America's No. 1 Heel is moving out of our Metro region. Tucked away in yesterday's Washington Business section was an item that the O'Sullivan Corp. of Winchester, Va., has decided to get out of the shoe-component business and has sold that line to the Cincinnati-based Vulcan Corp., eliminating sole production, and that of heels, too, limiting itself to industrial lines.
If you're of a certain age, you'll remember the engaging magazine and radio ads, "O'Sullivan, America's No. 1 Heel," and when you'd go to the shoe repair shop, you'd hope that the repairer would attach an O'Sullivan. (O'Sullivan and Cat's Paw were the chief rival brands, like Coke and Pepsi, and consumers were urged to demand their favorites, although few repair shops carried both.)
A bit desolate, Metro Scene called O'Sullivan's headquarters yesterday and, accustomed to big-city ways, asked for somebody who could speak for James T. Holland, the corporation's executive vice president and chief operating officer.
"Hello," the next voice responded, "Jim Holland speaking."
In answer to a question, Holland said he wouldn't admit to already having given up being America's No. 1 Heel. That will take place only after production by Vulcan is transferred in future months to Clarksville, Tenn., and the Winchester workers are switched to other jobs.
Not only that, Holland said, but O'Sullivan will assign quality-control and marketing people to the new operation. "That slogan -- 'America's No. 1 Heel' -- will go with it," he said, although it hasn't been advertised for 15 years or more.
Company shoe products now go, he said, to a dwindling number of American shoe manufacturers and repair shops and, he agreed with Metro Scene's thesis, "Who is going into a repair shop and insist on America's No. 1 Heel?" Familiar Name
It's strange how an event or a name from the past will pop up then speedily pop up again.
Until yesterday morning, I never was aware of former representative Joseph R. Bryson (D-S.C.), who served from 1939 until his death in 1953. He who was quoted yesterday in a column by my colleague Lou Cannon, who described Bryson as an ardent New Dealer who opposed restricting presidents to two terms in office.
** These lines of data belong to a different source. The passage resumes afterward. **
//! The table of live resolution contexts.
//!
//! The registry maps opaque integer handles to live engine contexts. It is
//! the only place that creates and destroys contexts; lookups merely check
//! a context out for the duration of one request.
//!
//! Teardown is reference counted. The registry's table holds one reference
//! to each entry and every in-flight lookup holds another, owned by its
//! completion. Destroying a handle removes the table reference, so the
//! engine context is actually released when the last outstanding lookup
//! completes, and immediately if there is none. New lookups against a
//! destroyed handle fail fast because the table no longer knows it.

use std::collections::HashMap;
use std::sync::atomic::{AtomicU64, Ordering};
use std::sync::{Arc, Mutex};
use std::time::Duration;

use tracing::{debug, trace};

use crate::conf::ContextConfig;
use crate::engine::{Engine, EngineContext};
use crate::error::Error;

//------------ Registry ------------------------------------------------------

/// The table of live resolution contexts.
pub(crate) struct Registry {
    /// Live contexts by handle.
    contexts: Mutex<HashMap<u64, Arc<ContextEntry>>>,

    /// The handle generator.
    ///
    /// Handles are never reused within a process, so a stale handle can
    /// never alias a younger context.
    next_handle: AtomicU64,
}

impl Registry {
    /// Creates an empty registry.
    pub fn new() -> Self {
        Registry {
            contexts: Mutex::new(HashMap::new()),
            next_handle: AtomicU64::new(1),
        }
    }

    /// Creates a new context from a configuration snapshot.
    pub fn create(
        &self,
        engine: &dyn Engine,
        config: ContextConfig,
    ) -> Result<u64, Error> {
        let engine_ctx = engine
            .create_context(&config)
            .map_err(Error::ContextCreationFailed)?;
        let handle = self.next_handle.fetch_add(1, Ordering::Relaxed);
        let entry = Arc::new(ContextEntry {
            handle,
            engine_ctx,
            request_timeout: config.request_timeout(),
        });
        self.contexts
            .lock()
            .expect("context table poisoned")
            .insert(handle, entry);
        debug!(handle, "created resolution context");
        Ok(handle)
    }

    /// Checks a context out for one lookup.
    ///
    /// The returned reference keeps the engine context alive until the
    /// lookup's completion drops it.
    pub fn checkout(&self, handle: u64) -> Result<Arc<ContextEntry>, Error> {
        self.contexts
            .lock()
            .expect("context table poisoned")
            .get(&handle)
            .cloned()
            .ok_or(Error::InvalidContext)
    }

    /// Destroys a context.
    ///
    /// Lookups that are already in flight complete normally; the engine
    /// context is released once the last of them has. Destroying a handle
    /// that is not live is a no-op.
    pub fn destroy(&self, handle: u64) {
        let entry = self
            .contexts
            .lock()
            .expect("context table poisoned")
            .remove(&handle);
        match entry {
            Some(_entry) => debug!(handle, "destroyed resolution context"),
            None => {
                debug!(handle, "ignoring destroy of unknown context handle")
            }
        }
    }

    /// Destroys every live context.
    pub fn destroy_all(&self) {
        let drained: Vec<_> = {
            let mut contexts =
                self.contexts.lock().expect("context table poisoned");
            contexts.drain().collect()
        };
        for (handle, _entry) in drained {
            debug!(handle, "destroyed resolution context");
        }
    }
}

//------------ ContextEntry --------------------------------------------------

/// A live context and the request settings captured at its creation.
pub(crate) struct ContextEntry {
    /// The handle under which the context was registered.
    handle: u64,

    /// The engine context. Dropped when the entry is, which releases all
    /// engine resources.
    engine_ctx: Box<dyn EngineContext>,

    /// The per-request timeout from the configuration snapshot.
    request_timeout: Duration,
}

impl ContextEntry {
    /// Returns the context's handle.
    pub fn handle(&self) -> u64 {
        self.handle
    }

    /// Returns the engine context.
    pub fn engine_ctx(&self) -> &dyn EngineContext {
        &*self.engine_ctx
    }

    /// Returns the per-request timeout.
    pub fn request_timeout(&self) -> Duration {
        self.request_timeout
    }
}

impl Drop for ContextEntry {
    fn drop(&mut self) {
        trace!(handle = self.handle, "releasing engine context");
    }
}

//============ Test ==========================================================
//! The asynchronous lookup bridge.
//!
//! This module turns one engine request into one [`Lookup`] future. The
//! request is dispatched into the engine before the future is returned, so
//! the calling thread never waits for a native answer; awaiting the future
//! is how a caller chooses to wait.
//!
//! The engine signals completion on a thread of its own choosing. A
//! oneshot channel carries that single write across threads to whichever
//! task is awaiting the future. The completion also owns the context
//! checkout, so the engine context stays alive until the engine has
//! answered, even when the caller gave up on the future long ago.

use core::future::ready;
use std::future::Future;
use std::pin::Pin;
use std::sync::Arc;
use std::task::{Context, Poll};

use futures_util::future::BoxFuture;
use tokio::sync::oneshot;
use tokio::time::timeout;
use tracing::trace;

use crate::engine::{Completion, EngineError, LookupOutcome};
use crate::error::Error;
use crate::registry::{ContextEntry, Registry};

//------------ reverse_lookup ------------------------------------------------

/// Starts a reverse lookup for raw address bytes against a handle.
pub(crate) fn reverse_lookup(
    registry: &Registry,
    handle: u64,
    addr: &[u8],
) -> Lookup {
    if addr.len() != 4 && addr.len() != 16 {
        return Lookup::failed(Error::InvalidAddress(addr.len()));
    }
    let entry = match registry.checkout(handle) {
        Ok(entry) => entry,
        Err(err) => return Lookup::failed(err),
    };
    Lookup::start(entry, addr)
}

//------------ Lookup --------------------------------------------------------

/// The future of a single reverse lookup.
///
/// Resolves exactly once: to the PTR name, to `None` when the lookup
/// completed without finding a record, or to an error. A lookup that runs
/// into its configured timeout fails with
/// [`LookupTimedOut`][Error::LookupTimedOut]; the underlying engine work is
/// not cancelled and its eventual answer is discarded.
pub struct Lookup {
    /// The actual work.
    inner: BoxFuture<'static, Result<Option<String>, Error>>,
}

impl Lookup {
    /// Creates a lookup that has already failed.
    fn failed(err: Error) -> Self {
        Lookup {
            inner: Box::pin(ready(Err(err))),
        }
    }

    /// Dispatches the request and wires the completion to the future.
    fn start(entry: Arc<ContextEntry>, addr: &[u8]) -> Self {
        let handle = entry.handle();
        let request_timeout = entry.request_timeout();
        let (tx, rx) = oneshot::channel::<LookupOutcome>();

        // The completion owns the checkout. Whatever the engine decides,
        // the context cannot be torn down under an in-flight request.
        let checkout = entry.clone();
        let done: Completion = Box::new(move |outcome| {
            let _checkout = checkout;
            // The receiver is gone when the caller timed out or dropped
            // the future. The late answer is discarded.
            let _ = tx.send(outcome);
        });

        if let Err(err) = entry.engine_ctx().reverse_lookup(addr, done) {
            return Lookup::failed(Error::LookupFailed(err));
        }
        trace!(handle, "dispatched reverse lookup");

        Lookup {
            inner: Box::pin(async move {
                match timeout(request_timeout, rx).await {
                    Ok(Ok(Ok(result))) => Ok(result),
                    Ok(Ok(Err(err))) => Err(Error::LookupFailed(err)),
                    Ok(Err(_)) => Err(Error::LookupFailed(
                        EngineError::new("engine dropped the completion"),
                    )),
                    Err(_) => Err(Error::LookupTimedOut),
                }
            }),
        }
    }
}

impl Future for Lookup {
    type Output = Result<Option<String>, Error>;

    fn poll(
        mut self: Pin<&mut Self>,
        cx: &mut Context<'_>,
    ) -> Poll<Self::Output> {
        self.inner.as_mut().poll(cx)
    }
}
Later in the day, in my reading of a 1941 article in Life magazine about Washington as the nation prepared for World War II, Bryson's name jumped out again, this time from a picture caption: "High Washington rents and a frugal nature inspired Congressman . . . Bryson . . . to double up with his male secretary in an ancient tourist boardinghouse. They each pay $4 weekly for their single room."
Pricey, huh? World Travelers
I don't know what, if anything, this tells us, other perhaps than that international commerce ultimately will triumph.
Leaving my apartment yesterday, I saw a trash dumpster piled high with cartons unloaded and discarded and with printed labels that caught my eye: "Beirut Express. Air & sea packing. Storage. Travel. Beirut, Lebanon. Branches: Jeddah, Saudi Arabia; Kabul, Afghanistan; Manama, Bahrain; N. York, USA."
And the legend, "Handle with care." Indeed.